Dal momento in cui la lotta fra le classi raggiunse, tanto in pratica che in
teoria, forme via via più pronunciate e minacciose, per la scienza economica
borghese quella lotta suonò la campana a morte. Ora non si trattava più di
vedere se questo o quel teorema era vero o no, ma se era utile o dannoso, comodo
o scomodo al capitale, se era accetto o meno alla polizia. Ai ricercatori
disinteressati subentrarono pugilatori a pagamento, all’indagine scientifica
spregiudicata subentrarono la cattiva coscienza e la malvagia intenzione
dell’apologetica”. Del resto, che la lotta di classe appaia spenta agli occhi
dei proletari è inevitabile in momenti in cui la parte attiva di codesta lotta
venga perseguita dalla borghesia trionfante, ancorché in crisi, e non sia più
svolta se non marginalmente dal proletariato stesso. Tutto ciò non esime dal
riconoscere le contraddizioni del modo di produzione capitalistico, il
persistere della lotta delle classi che lo costituiscono e, anzitutto,
l’esistenza e la riproduzione delle classi stesse.

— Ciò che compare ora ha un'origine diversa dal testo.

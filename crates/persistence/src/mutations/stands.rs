// Copyright (C) 2026 Fred Clausen
// Use of this source code is governed by an MIT-style
// license that can be found in the LICENSE file or at
// https://opensource.org/licenses/MIT.

use diesel::SqliteConnection;
use diesel::prelude::*;
use tracing::info;

use crate::data_models::{NewStand, to_stored};
use crate::diesel_schema::stands;
use crate::error::PersistenceError;

/// Creates a stand.
///
/// # Errors
///
/// Returns `PersistenceError::Duplicate` if the holder already owns a stand.
pub fn create_stand(
    conn: &mut SqliteConnection,
    new_stand: &NewStand<'_>,
) -> Result<i64, PersistenceError> {
    let stand_id: i64 = diesel::insert_into(stands::table)
        .values((
            stands::holder_id.eq(new_stand.holder_id),
            stands::name.eq(new_stand.name),
            stands::description.eq(new_stand.description),
            stands::category.eq(new_stand.category.as_str()),
            stands::price.eq(to_stored("price", new_stand.price)?),
            stands::stock.eq(to_stored("stock", new_stand.stock)?),
        ))
        .returning(stands::stand_id)
        .get_result(conn)?;

    info!(stand_id, holder_id = new_stand.holder_id, "Stand created");
    Ok(stand_id)
}

/// Updates the descriptive fields and price of a stand.
///
/// Stock is not touched here; it only moves through inventory adjustments.
///
/// # Errors
///
/// Returns `PersistenceError::NotFound` if the stand does not exist.
pub fn update_stand(
    conn: &mut SqliteConnection,
    stand_id: i64,
    name: &str,
    description: &str,
    price: u64,
) -> Result<(), PersistenceError> {
    let updated: usize = diesel::update(stands::table.find(stand_id))
        .set((
            stands::name.eq(name),
            stands::description.eq(description),
            stands::price.eq(to_stored("price", price)?),
        ))
        .execute(conn)?;

    if updated == 0 {
        return Err(PersistenceError::NotFound(format!("stand {stand_id}")));
    }

    info!(stand_id, "Stand updated");
    Ok(())
}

In prima istanza, dal punto di vista della base economica
del modo di produzione capitalistico, la definizione di classe sociale
può essere immediatamente circoscritta all’omogeneità di funzione svolta dai
diversi soggetti nel processo di produzione. L’identità funzionale
individua l’appartenenza all’una o all’altra classe in sé,
oggettivamente identificata. Tale appartenenza, pertanto, non pertiene alla
sfera empirica del tipo di attività svolta, né dell’ammontare di reddito
percepito, né tantomeno può corrispondere biunivocamente con i singoli
individui empirici. Essa è, per l’appunto, oggettiva e trascende il soggetto
individuale in quanto un medesimo soggetto può svolgere più di una funzione nel
processo di produzione, con diverse mansioni e livelli di reddito, per cui la
sua appartenenza a quella o quell’altra classe dipende da quale sua figura
prevalga sulle altre, da quella che ne determina in prima istanza il
ruolo e la funzione sociale. Dunque, nel modo di produzione capitalistico che
sta a fondamento delle formazioni economiche sociali moderne a dominanza
borghese, la prima e principale divisione funzionale al processo di produzione
medesimo mette: da un lato, la classe di coloro che sono proprietari
delle condizioni oggettive della produzione, in quanto non produttori,
ossia tali che per definire la loro funzione peculiare non è necessario che
essi partecipino attivamente alla produzione stessa; dall’altro, la classe
di coloro che sono effettivamente i produttori della ricchezza sociale
nella forma storica data, in quanto non proprietari di quelle condizioni
della produzione, pur se accidentalmente e parzialmente possano esserlo.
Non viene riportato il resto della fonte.